Noncompaction cardiomyopathy
Etiology
- Genetic.[11]
- May be associated with dilation.[12]
- Rare.
- Not clear whether it is a unique entity.[13]
Gross
- Prominent "mesh-like" trabeculae carnae.
- Enlarged intertrabecular recesses.[14]
See also
- Heart.
- Cardiac sarcoidosis.
- Amyloidosis - covers cardiac amyloidosis.
References
- ↑ Cotran, Ramzi S.; Kumar, Vinay; Fausto, Nelson; Nelso Fausto; Robbins, Stanley L.; Abbas, Abul K. (2005). Robbins and Cotran pathologic basis of disease (7th ed.). St. Louis, Mo: Elsevier Saunders. pp. 601. ISBN 0-7216-0187-1.
- ↑ Gojanovic B, Feihl F, Gremion G, Waeber B (February 2007). "[Sudden death in young athletes]" (in German). Praxis (Bern 1994) 96 (6): 189-98. PMID 17330410.
- ↑ Luk A, Ahn E, Soor GS, Butany J (March 2009). "Dilated cardiomyopathy: a review". J. Clin. Pathol. 62 (3): 219–25. doi:10.1136/jcp.2008.060731. PMID 19017683.
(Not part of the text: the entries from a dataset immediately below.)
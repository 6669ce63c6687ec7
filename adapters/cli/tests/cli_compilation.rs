use std::process::Command;

#[test]
fn cli_compiles_without_warnings() {
    let status = Command::new(env!("CARGO"))
        .current_dir(env!("CARGO_MANIFEST_DIR"))
        .args(["check", "--quiet", "--bin", "isoroom"])
        .status()
        .expect("failed to invoke cargo check for isoroom CLI binary");

    assert!(status.success(), "cargo check --bin isoroom should succeed");
}
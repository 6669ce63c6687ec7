//! Draw instructions captured from a world snapshot.

use glam::DVec2;
use isoroom_core::{
    AgentAction, AgentId, Cell, CellRect, Doorway, Facing, FurnitureId, FurnitureKind, WallSegment,
};
use isoroom_world::{query, World};

use crate::projection::IsoProjection;

/// Frames in a single walk cycle when the overlay does not specify one.
pub const DEFAULT_WALK_FRAMES: u32 = 4;

/// Adapter-side state layered on top of the world when drawing.
#[derive(Clone, Debug, PartialEq, Eq)]
pub struct SceneOverlay {
    /// Cell under the pointer and whether the active tool may act on it.
    pub hover: Option<HoverMarker>,
    /// Furniture ghost following the pointer.
    pub furniture_preview: Option<FurniturePreview>,
    /// Path the controlled avatar would walk to the hovered cell.
    pub path_preview: Vec<Cell>,
    /// Avatar drawn with a highlight ring.
    pub highlighted_agent: Option<AgentId>,
    /// Frames in the walk cycle of avatar sprites.
    pub walk_frames: u32,
}

impl Default for SceneOverlay {
    fn default() -> Self {
        Self {
            hover: None,
            furniture_preview: None,
            path_preview: Vec::new(),
            highlighted_agent: None,
            walk_frames: DEFAULT_WALK_FRAMES,
        }
    }
}

/// Pointer marker drawn on the hovered cell.
#[derive(Clone, Copy, Debug, PartialEq, Eq)]
pub struct HoverMarker {
    /// Hovered cell.
    pub cell: Cell,
    /// Whether the active tool accepts the cell.
    pub valid: bool,
}

/// Translucent furniture drawn where it would be placed.
#[derive(Clone, Copy, Debug, PartialEq, Eq)]
pub struct FurniturePreview {
    /// Catalog entry being previewed.
    pub kind: FurnitureKind,
    /// Cells the item would cover.
    pub region: CellRect,
    /// Whether placement would succeed.
    pub placeable: bool,
}

/// Floor tile diamond centred on `anchor`.
#[derive(Clone, Copy, Debug, PartialEq)]
pub struct FloorSprite {
    /// Cell the tile covers.
    pub cell: Cell,
    /// Screen position of the tile centre.
    pub anchor: DVec2,
    /// Whether the tile carries the spawn marker.
    pub spawn: bool,
}

/// Wall panel standing on the non-floor side of a boundary.
#[derive(Clone, Copy, Debug, PartialEq)]
pub struct WallSprite {
    /// Segment being drawn.
    pub segment: WallSegment,
    /// Screen position of the segment's cell centre.
    pub anchor: DVec2,
}

/// Opening drawn in place of a wall panel.
#[derive(Clone, Copy, Debug, PartialEq)]
pub struct DoorwaySprite {
    /// Doorway being drawn.
    pub doorway: Doorway,
    /// Screen position of the doorway cell centre.
    pub anchor: DVec2,
}

/// Furniture item anchored at the centre of its footprint.
#[derive(Clone, Copy, Debug, PartialEq)]
pub struct FurnitureSprite {
    /// Identifier of the placed item, absent for previews.
    pub id: Option<FurnitureId>,
    /// Catalog entry being drawn.
    pub kind: FurnitureKind,
    /// Cells covered by the item.
    pub region: CellRect,
    /// Screen position of the footprint centre.
    pub anchor: DVec2,
    /// Whether the sprite should be tinted as blocked.
    pub blocked: bool,
}

/// Avatar sprite with animation state.
#[derive(Clone, Debug, PartialEq)]
pub struct AgentSprite {
    /// Avatar being drawn.
    pub id: AgentId,
    /// Label drawn above the avatar.
    pub name: String,
    /// Screen position of the avatar's feet.
    pub anchor: DVec2,
    /// Sprite direction.
    pub facing: Facing,
    /// Emote being performed.
    pub action: AgentAction,
    /// Walk cycle frame, zero while standing.
    pub walk_frame: u32,
    /// Whether the avatar is the controlled one.
    pub highlighted: bool,
    /// Screen position of the walk destination, if walking.
    pub target_anchor: Option<DVec2>,
}

/// Complete set of draw instructions for one frame, in painter's order.
#[derive(Clone, Debug, PartialEq)]
pub struct Scene {
    /// Projection the anchors were computed with.
    pub projection: IsoProjection,
    /// Floor tiles.
    pub floor: Vec<FloorSprite>,
    /// Wall panels.
    pub walls: Vec<WallSprite>,
    /// Doorway opening.
    pub doorway: Option<DoorwaySprite>,
    /// Placed furniture, back to front.
    pub furniture: Vec<FurnitureSprite>,
    /// Furniture ghost following the pointer.
    pub furniture_preview: Option<FurnitureSprite>,
    /// Hover marker and its screen anchor.
    pub hover: Option<(HoverMarker, DVec2)>,
    /// Screen positions of the previewed path, in walking order.
    pub path_preview: Vec<DVec2>,
    /// Avatars, back to front.
    pub agents: Vec<AgentSprite>,
}

impl Scene {
    /// Scene without a room.
    #[must_use]
    pub fn empty(projection: IsoProjection) -> Self {
        Self {
            projection,
            floor: Vec::new(),
            walls: Vec::new(),
            doorway: None,
            furniture: Vec::new(),
            furniture_preview: None,
            hover: None,
            path_preview: Vec::new(),
            agents: Vec::new(),
        }
    }

    /// Captures draw instructions for the current room.
    ///
    /// The projection is re-centred on the current room before any anchor is
    /// computed.
    #[must_use]
    pub fn capture(world: &World, projection: IsoProjection, overlay: &SceneOverlay) -> Self {
        let Some(room) = query::current_room(world) else {
            return Self::empty(projection);
        };
        let layout = room.layout();
        let projection = projection.with_room_size(layout.width(), layout.height());
        let spawn = layout.spawn_point();

        let floor = layout
            .floor()
            .iter()
            .map(|&cell| FloorSprite {
                cell,
                anchor: projection.cell_to_screen(cell),
                spawn: spawn == Some(cell),
            })
            .collect();

        let walls = layout
            .walls()
            .iter()
            .map(|&segment| WallSprite {
                segment,
                anchor: projection.cell_to_screen(segment.cell),
            })
            .collect();

        let doorway = layout.doorway().map(|doorway| DoorwaySprite {
            doorway,
            anchor: projection.cell_to_screen(doorway.cell),
        });

        let mut furniture: Vec<FurnitureSprite> = layout
            .furniture()
            .iter()
            .map(|item| FurnitureSprite {
                id: Some(item.id),
                kind: item.kind,
                region: item.region(),
                anchor: region_anchor(&projection, item.region()),
                blocked: false,
            })
            .collect();
        furniture.sort_by(|a, b| a.anchor.y.total_cmp(&b.anchor.y));

        let furniture_preview = overlay.furniture_preview.map(|preview| FurnitureSprite {
            id: None,
            kind: preview.kind,
            region: preview.region,
            anchor: region_anchor(&projection, preview.region),
            blocked: !preview.placeable,
        });

        let hover = overlay
            .hover
            .map(|marker| (marker, projection.cell_to_screen(marker.cell)));

        let path_preview = overlay
            .path_preview
            .iter()
            .map(|&cell| projection.cell_to_screen(cell))
            .collect();

        let mut agents: Vec<AgentSprite> = query::agent_view(world)
            .into_iter()
            .map(|agent| AgentSprite {
                anchor: projection.world_to_screen(agent.position.as_dvec2()),
                facing: agent.motion.facing(),
                action: agent.motion.action(),
                walk_frame: agent.motion.walk_frame(overlay.walk_frames),
                highlighted: overlay.highlighted_agent == Some(agent.id),
                target_anchor: agent
                    .motion
                    .target()
                    .map(|target| projection.cell_to_screen(target)),
                id: agent.id,
                name: agent.name,
            })
            .collect();
        agents.sort_by(|a, b| a.anchor.y.total_cmp(&b.anchor.y));

        Self {
            projection,
            floor,
            walls,
            doorway,
            furniture,
            furniture_preview,
            hover,
            path_preview,
            agents,
        }
    }
}

fn region_anchor(projection: &IsoProjection, region: CellRect) -> DVec2 {
    let origin = region.origin();
    let size = region.size();
    let centre = DVec2::new(
        f64::from(origin.x()) + (f64::from(size.width()) - 1.0) * 0.5,
        f64::from(origin.y()) + (f64::from(size.height()) - 1.0) * 0.5,
    );
    projection.world_to_screen(centre)
}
- ↑ DiMaio, Vincent J.M.; Dana, Suzanna E. (2006). Handbook of Forensic Pathology (2nd ed.). CRC Press. pp. 43. ISBN 978-0849392870.
- ↑ Cotran, Ramzi S.; Kumar, Vinay; Fausto, Nelson; Nelso Fausto; Robbins, Stanley L.; Abbas, Abul K. (2005). Robbins and Cotran pathologic basis of disease (7th ed.). St. Louis, Mo: Elsevier Saunders. pp. 601-3. ISBN 0-7216-0187-1.
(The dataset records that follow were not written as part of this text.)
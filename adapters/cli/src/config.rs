//! TOML configuration consumed by the command-line harness.

use std::{fs, path::Path, time::Duration};

use anyhow::{Context, Result};
use glam::DVec2;
use isoroom_rendering::{IsoProjection, RenderingError};
use isoroom_world::WorldConfig;
use serde::Deserialize;
use thiserror::Error;
use tracing::{info, warn};

const SUPPORTED_CONFIG_VERSION: u32 = 1;

/// Settings for a harness run.
#[derive(Clone, Copy, Debug, PartialEq, Deserialize)]
#[serde(default, deny_unknown_fields)]
pub(crate) struct AppConfig {
    /// Format version of the configuration file.
    pub(crate) version: u32,
    /// Limits and timings forwarded to the world.
    pub(crate) world: WorldConfig,
    /// Canvas and tile geometry used when capturing scenes.
    pub(crate) projection: ProjectionConfig,
    /// Fixed-step simulation parameters.
    pub(crate) simulation: SimulationConfig,
}

impl Default for AppConfig {
    fn default() -> Self {
        Self {
            version: SUPPORTED_CONFIG_VERSION,
            world: WorldConfig::default(),
            projection: ProjectionConfig::default(),
            simulation: SimulationConfig::default(),
        }
    }
}

/// Tile and canvas geometry in pixels.
#[derive(Clone, Copy, Debug, PartialEq, Deserialize)]
#[serde(default, deny_unknown_fields)]
pub(crate) struct ProjectionConfig {
    pub(crate) tile_width: f64,
    pub(crate) tile_height: f64,
    pub(crate) zoom: f64,
    pub(crate) canvas_width: f64,
    pub(crate) canvas_height: f64,
}

impl ProjectionConfig {
    /// Builds the projection described by the configuration.
    pub(crate) fn projection(&self) -> Result<IsoProjection, RenderingError> {
        IsoProjection::new(
            DVec2::new(self.tile_width, self.tile_height),
            self.zoom,
            DVec2::new(self.canvas_width, self.canvas_height),
        )
    }
}

impl Default for ProjectionConfig {
    fn default() -> Self {
        Self {
            tile_width: 64.0,
            tile_height: 32.0,
            zoom: 1.0,
            canvas_width: 1280.0,
            canvas_height: 720.0,
        }
    }
}

/// Fixed-step loop parameters.
#[derive(Clone, Copy, Debug, PartialEq, Eq, Deserialize)]
#[serde(default, deny_unknown_fields)]
pub(crate) struct SimulationConfig {
    pub(crate) tick_ms: u64,
    pub(crate) max_ticks: u64,
}

impl SimulationConfig {
    /// Duration of a single simulation step.
    pub(crate) const fn tick(&self) -> Duration {
        Duration::from_millis(self.tick_ms)
    }
}

impl Default for SimulationConfig {
    fn default() -> Self {
        Self {
            tick_ms: 16,
            max_ticks: 10_000,
        }
    }
}

/// Semantic problems found in an otherwise well-formed configuration file.
#[derive(Clone, Copy, Debug, PartialEq, Eq, Error)]
pub(crate) enum ConfigError {
    /// The file declares a format version this build does not understand.
    #[error("unsupported configuration version {found}; expected {expected}")]
    UnsupportedVersion {
        /// Version found in the file.
        found: u32,
        /// Version supported by this build.
        expected: u32,
    },
    /// A zero tick would never advance the simulation.
    #[error("simulation tick_ms must be greater than zero")]
    ZeroTick,
}

/// Loads the configuration, falling back to defaults when no file exists.
pub(crate) fn load(path: Option<&Path>) -> Result<AppConfig> {
    let Some(path) = path else {
        return Ok(AppConfig::default());
    };
    if !path.exists() {
        warn!(path = %path.display(), "configuration file not found; using defaults");
        return Ok(AppConfig::default());
    }

    let contents = fs::read_to_string(path)
        .with_context(|| format!("failed to read configuration from {}", path.display()))?;
    let config = parse(&contents)
        .with_context(|| format!("invalid configuration in {}", path.display()))?;
    info!(path = %path.display(), "loaded configuration");
    Ok(config)
}

fn parse(contents: &str) -> Result<AppConfig> {
    let config: AppConfig =
        toml::from_str(contents).context("failed to parse configuration toml contents")?;

    if config.version != SUPPORTED_CONFIG_VERSION {
        return Err(ConfigError::UnsupportedVersion {
            found: config.version,
            expected: SUPPORTED_CONFIG_VERSION,
        }
        .into());
    }
    if config.simulation.tick_ms == 0 {
        return Err(ConfigError::ZeroTick.into());
    }

    Ok(config)
}
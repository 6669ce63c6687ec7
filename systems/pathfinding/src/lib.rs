#![deny(
    unsafe_code,
    missing_docs,
    dead_code,
    unused_results,
    non_snake_case,
    unreachable_pub
)]

//! Deterministic A* search over the 8-connected room grid.

use std::collections::{HashMap, HashSet};

use isoroom_core::{AgentId, Cell, CellValidity};

/// Cost of a horizontal or vertical step, in tenths of a cell.
pub const CARDINAL_STEP_COST: u32 = 10;

/// Cost of a diagonal step, in tenths of a cell.
pub const DIAGONAL_STEP_COST: u32 = 14;

/// Neighbour offsets in expansion order.
const NEIGHBOUR_OFFSETS: [(i32, i32); 8] = [
    (-1, -1),
    (-1, 0),
    (-1, 1),
    (0, -1),
    (0, 1),
    (1, -1),
    (1, 0),
    (1, 1),
];

/// Path planner parameterized by a walkability predicate.
///
/// The heuristic is the Manhattan distance scaled to step costs. It
/// overestimates on an 8-connected grid, so returned paths are not always the
/// cheapest; they are, however, fully deterministic.
#[derive(Debug)]
pub struct Pathfinder<V> {
    validity: V,
}

impl<V> Pathfinder<V>
where
    V: CellValidity,
{
    /// Creates a planner that consults `validity` for every candidate cell.
    #[must_use]
    pub const fn new(validity: V) -> Self {
        Self { validity }
    }

    /// Computes the steps leading from `start` to `goal`.
    ///
    /// The returned path excludes `start` and ends with `goal`. It is empty
    /// when the goal is not walkable, when `start == goal`, or when no route
    /// exists. `exclude` names the avatar whose own cell should not block it.
    #[must_use]
    pub fn find_path(&self, start: Cell, goal: Cell, exclude: Option<AgentId>) -> Vec<Cell> {
        if !self.validity.is_valid(goal, exclude) || start == goal {
            return Vec::new();
        }

        let mut open = vec![start];
        let mut closed = HashSet::new();
        let mut came_from = HashMap::new();
        let mut scores = HashMap::new();
        let _ = scores.insert(start, Score::new(0, heuristic(start, goal)));

        while let Some(best_index) = pick_best_open_index(&open, &scores) {
            let current = open.remove(best_index);
            if current == goal {
                return reconstruct_path(&came_from, goal);
            }
            let _ = closed.insert(current);

            let current_g = scores.get(&current).map_or(0, |score| score.g);
            for (dx, dy) in NEIGHBOUR_OFFSETS {
                let neighbour = current.offset(dx, dy);
                if closed.contains(&neighbour) || !self.validity.is_valid(neighbour, exclude) {
                    continue;
                }

                let step = if dx != 0 && dy != 0 {
                    DIAGONAL_STEP_COST
                } else {
                    CARDINAL_STEP_COST
                };
                let tentative_g = current_g.saturating_add(step);

                // Scored cells that are not closed are still open and keep their slot.
                match scores.get(&neighbour) {
                    Some(score) if tentative_g >= score.g => continue,
                    Some(_) => {}
                    None => open.push(neighbour),
                }

                let _ = came_from.insert(neighbour, current);
                let _ = scores.insert(
                    neighbour,
                    Score::new(tentative_g, heuristic(neighbour, goal)),
                );
            }
        }

        Vec::new()
    }

    /// Borrows the walkability predicate.
    #[must_use]
    pub const fn validity(&self) -> &V {
        &self.validity
    }
}

#[derive(Clone, Copy, Debug)]
struct Score {
    g: u32,
    f: u32,
}

impl Score {
    fn new(g: u32, h: u32) -> Self {
        Self {
            g,
            f: g.saturating_add(h),
        }
    }
}

fn heuristic(from: Cell, to: Cell) -> u32 {
    from.manhattan_distance(to).saturating_mul(CARDINAL_STEP_COST)
}

/// Lowest f wins; the earliest inserted node wins ties.
fn pick_best_open_index(open: &[Cell], scores: &HashMap<Cell, Score>) -> Option<usize> {
    let mut best: Option<(usize, u32)> = None;
    for (index, cell) in open.iter().enumerate() {
        let f = scores.get(cell).map_or(u32::MAX, |score| score.f);
        match best {
            Some((_, best_f)) if f >= best_f => {}
            _ => best = Some((index, f)),
        }
    }
    best.map(|(index, _)| index)
}

fn reconstruct_path(came_from: &HashMap<Cell, Cell>, goal: Cell) -> Vec<Cell> {
    let mut path = vec![goal];
    let mut cursor = goal;
    while let Some(&previous) = came_from.get(&cursor) {
        path.push(previous);
        cursor = previous;
    }
    let _ = path.pop();
    path.reverse();
    path
}

#[cfg(test)]
mod tests {
    use super::*;

    #[test]
    fn ties_resolve_to_earliest_inserted_node() {
        let open = vec![Cell::new(0, 0), Cell::new(1, 0), Cell::new(2, 0)];
        let mut scores = HashMap::new();
        let _ = scores.insert(Cell::new(0, 0), Score::new(10, 30));
        let _ = scores.insert(Cell::new(1, 0), Score::new(0, 20));
        let _ = scores.insert(Cell::new(2, 0), Score::new(5, 15));

        assert_eq!(pick_best_open_index(&open, &scores), Some(1));
        assert_eq!(pick_best_open_index(&[], &scores), None);
    }

    #[test]
    fn reconstruction_drops_the_start_cell() {
        let mut came_from = HashMap::new();
        let _ = came_from.insert(Cell::new(1, 1), Cell::new(0, 0));
        let _ = came_from.insert(Cell::new(2, 2), Cell::new(1, 1));

        assert_eq!(
            reconstruct_path(&came_from, Cell::new(2, 2)),
            vec![Cell::new(1, 1), Cell::new(2, 2)]
        );
    }
}
#![deny(
    unsafe_code,
    missing_docs,
    dead_code,
    unused_results,
    non_snake_case,
    unreachable_pub
)]

//! Command-line adapter that boots the isometric room lobby headlessly.

mod config;
mod headless;
mod layout_transfer;

use std::{
    fs,
    path::{Path, PathBuf},
};

use anyhow::{bail, Context, Result};
use clap::{Parser, Subcommand};
use isoroom_core::{AgentId, Cell, Command, Event};
use isoroom_rendering::{Color, Presentation, RenderingBackend, Scene, SceneOverlay};
use isoroom_system_bootstrap::Bootstrap;
use isoroom_system_editor::{Editor, EditorInput};
use isoroom_world::{self as world, query, Room, World};
use tracing::info;
use tracing_subscriber::EnvFilter;

use crate::{config::AppConfig, headless::HeadlessBackend, layout_transfer::LayoutDocument};

const WINDOW_TITLE: &str = "Isoroom";

#[derive(Debug, Parser)]
#[command(name = "isoroom", about = "Headless harness for the isometric room builder")]
struct Cli {
    /// Path to a TOML configuration file.
    #[arg(long, global = true)]
    config: Option<PathBuf>,
    #[command(subcommand)]
    command: Option<CliCommand>,
}

#[derive(Debug, Subcommand)]
enum CliCommand {
    /// Writes the lobby layout as a JSON document.
    Export {
        /// File to write instead of standard output.
        #[arg(long)]
        output: Option<PathBuf>,
    },
    /// Loads a JSON layout into the lobby and prints the normalized result.
    Import {
        /// Layout document to load.
        path: PathBuf,
    },
    /// Walks the first avatar to a cell and reports how long it took.
    Walk {
        /// Destination column.
        x: i32,
        /// Destination row.
        y: i32,
        /// Layout document applied to the lobby before walking.
        #[arg(long)]
        layout: Option<PathBuf>,
    },
}

/// Entry point for the isoroom command-line interface.
fn main() -> Result<()> {
    init_tracing();
    let cli = Cli::parse();
    let config = config::load(cli.config.as_deref())?;

    match cli.command {
        None => {
            let world = World::new(config.world);
            println!("{}", Bootstrap::default().welcome_banner(&world));
        }
        Some(CliCommand::Export { output }) => {
            let (world, _) = boot_lobby(&config);
            export(&world, output.as_deref())?;
        }
        Some(CliCommand::Import { path }) => {
            let (mut world, _) = boot_lobby(&config);
            import_layout(&mut world, &path)?;
            export(&world, None)?;
        }
        Some(CliCommand::Walk { x, y, layout }) => {
            let (mut world, editor) = boot_lobby(&config);
            if let Some(path) = layout {
                import_layout(&mut world, &path)?;
            }
            walk(&config, world, editor, Cell::new(x, y))?;
        }
    }

    Ok(())
}

fn init_tracing() {
    let filter = EnvFilter::try_from_default_env().unwrap_or_else(|_| EnvFilter::new("info"));
    tracing_subscriber::fmt()
        .with_env_filter(filter)
        .with_target(false)
        .with_writer(std::io::stderr)
        .compact()
        .init();
}

/// Runs the bootstrap handshake until the lobby and its avatars exist.
fn boot_lobby(config: &AppConfig) -> (World, Editor) {
    let mut world = World::new(config.world);
    let mut bootstrap = Bootstrap::default();
    let mut editor = Editor::new();

    let mut commands = Vec::new();
    let mut events = Vec::new();
    bootstrap.start(&mut commands);
    while !commands.is_empty() {
        events.clear();
        for command in commands.drain(..) {
            world::apply(&mut world, command, &mut events);
        }
        bootstrap.handle(&events, &mut commands);
        editor.handle(
            &events,
            EditorInput::default(),
            None,
            |_: Cell, _: Option<AgentId>| false,
            None,
            &mut commands,
        );
    }

    (world, editor)
}

fn current_room(world: &World) -> Result<&Room> {
    query::current_room(world).context("the lobby has no current room")
}

fn export(world: &World, output: Option<&Path>) -> Result<()> {
    let document = LayoutDocument::capture(current_room(world)?);
    let encoded = document.encode()?;
    match output {
        Some(path) => {
            fs::write(path, encoded)
                .with_context(|| format!("failed to write layout to {}", path.display()))?;
            info!(path = %path.display(), room = %document.name, "exported layout");
        }
        None => println!("{encoded}"),
    }
    Ok(())
}

fn import_layout(world: &mut World, path: &Path) -> Result<()> {
    let contents = fs::read_to_string(path)
        .with_context(|| format!("failed to read layout from {}", path.display()))?;
    let document = LayoutDocument::decode(&contents)
        .with_context(|| format!("failed to decode layout {}", path.display()))?;
    let room = current_room(world)?.id();
    let command = document
        .to_command(room)
        .with_context(|| format!("layout {} is invalid", path.display()))?;

    let mut events = Vec::new();
    world::apply(world, command, &mut events);
    if !document.name.trim().is_empty() {
        world::apply(
            world,
            Command::RenameRoom {
                room,
                name: document.name.clone(),
            },
            &mut events,
        );
    }

    let layout = current_room(world)?.layout();
    info!(
        path = %path.display(),
        floor = layout.floor().len(),
        walls = layout.walls().len(),
        "imported layout"
    );
    Ok(())
}

fn walk(config: &AppConfig, mut world: World, mut editor: Editor, target: Cell) -> Result<()> {
    let agent = editor
        .controlled_agent()
        .context("the lobby has no avatars")?;
    let start = query::agent_cell(&world, agent).context("the controlled avatar is missing")?;
    if start == target {
        println!("Already standing at ({}, {})", target.x(), target.y());
        return Ok(());
    }

    let mut commands = Vec::new();
    {
        let validator = query::placement_validator(&world).context("the lobby has no current room")?;
        editor.handle(
            &[],
            EditorInput::new(true, Some(target)),
            Some(start),
            validator,
            None,
            &mut commands,
        );
    }
    if commands.is_empty() {
        bail!(
            "no walkable path from ({}, {}) to ({}, {})",
            start.x(),
            start.y(),
            target.x(),
            target.y()
        );
    }

    let mut events = Vec::new();
    for command in commands {
        world::apply(&mut world, command, &mut events);
    }
    for event in &events {
        if let Event::AgentPathAssigned { steps, .. } = event {
            info!(steps, x = target.x(), y = target.y(), "walking");
        }
    }

    let projection = config.projection.projection()?;
    let overlay = SceneOverlay {
        highlighted_agent: Some(agent),
        ..SceneOverlay::default()
    };
    let presentation = Presentation::new(
        WINDOW_TITLE,
        Color::from_rgb_u8(24, 26, 33),
        Scene::capture(&world, projection, &overlay),
    );

    let mut ticks = 0_u64;
    let mut arrived = None;
    HeadlessBackend::new(config.simulation.tick(), config.simulation.max_ticks)
        .run(presentation, |dt, _input, scene| {
            let mut events = Vec::new();
            world::apply(&mut world, Command::Tick { dt }, &mut events);
            ticks += 1;
            *scene = Scene::capture(&world, projection, &overlay);
            arrived = events.iter().find_map(|event| match event {
                Event::AgentArrived {
                    agent: arriving,
                    cell,
                } if *arriving == agent => Some(*cell),
                _ => None,
            });
            arrived.is_none()
        })
        .context("the avatar never arrived")?;

    let cell = arrived.context("the avatar never arrived")?;
    let name = query::agent_view(&world)
        .into_iter()
        .find(|snapshot| snapshot.id == agent)
        .map_or_else(|| format!("agent {}", agent.get()), |snapshot| snapshot.name);
    println!(
        "{name} reached ({}, {}) after {ticks} ticks",
        cell.x(),
        cell.y()
    );
    Ok(())
}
- ↑ DiMaio, Vincent J.M.; Dana, Suzanna E. (2006). Handbook of Forensic Pathology (2nd ed.). CRC Press. pp. 44. ISBN 978-0849392870.
- ↑ DiMaio, Vincent J.M.; Dana, Suzanna E. (2006). Handbook of Forensic Pathology (2nd ed.). CRC Press. pp. 44-5. ISBN 978-0849392870.
- ↑ Sudden cardiac death due to hypertrophic cardiomyopathy can be reduced by pre-participation cardiovascular screening in young athletes. URL: http://eurheartj.oxfordjournals.org/cgi/content/full/27/18/2152. Accessed on: 16 December 2009.
- ↑ http://www.ncbi.nlm.nih.gov/entrez/dispomim.cgi?id=601214
- ↑ 10.0 10.1 URL: http://emedicine.medscape.com/article/1612324-overview.
- ↑ URL: http://www.ncbi.nlm.nih.gov/omim/604169. Accessed on: 19 August 2010.
- ↑ URL: http://www.ncbi.nlm.nih.gov/omim/601493. Accessed on: 19 August 2010.
- ↑ Paterick TE, Gerber TC, Pradhan SR, Lindor NM, Tajik AJ (2010). "Left ventricular noncompaction cardiomyopathy: what do we know?". Rev Cardiovasc Med 11 (2): 92–9. PMID 20700091.
- ↑ Chin TK, Perloff JK, Williams RG, Jue K, Mohrmann R (August 1990). "Isolated noncompaction of left ventricular myocardium. A study of eight cases". Circulation 82 (2): 507–13. PMID 2372897.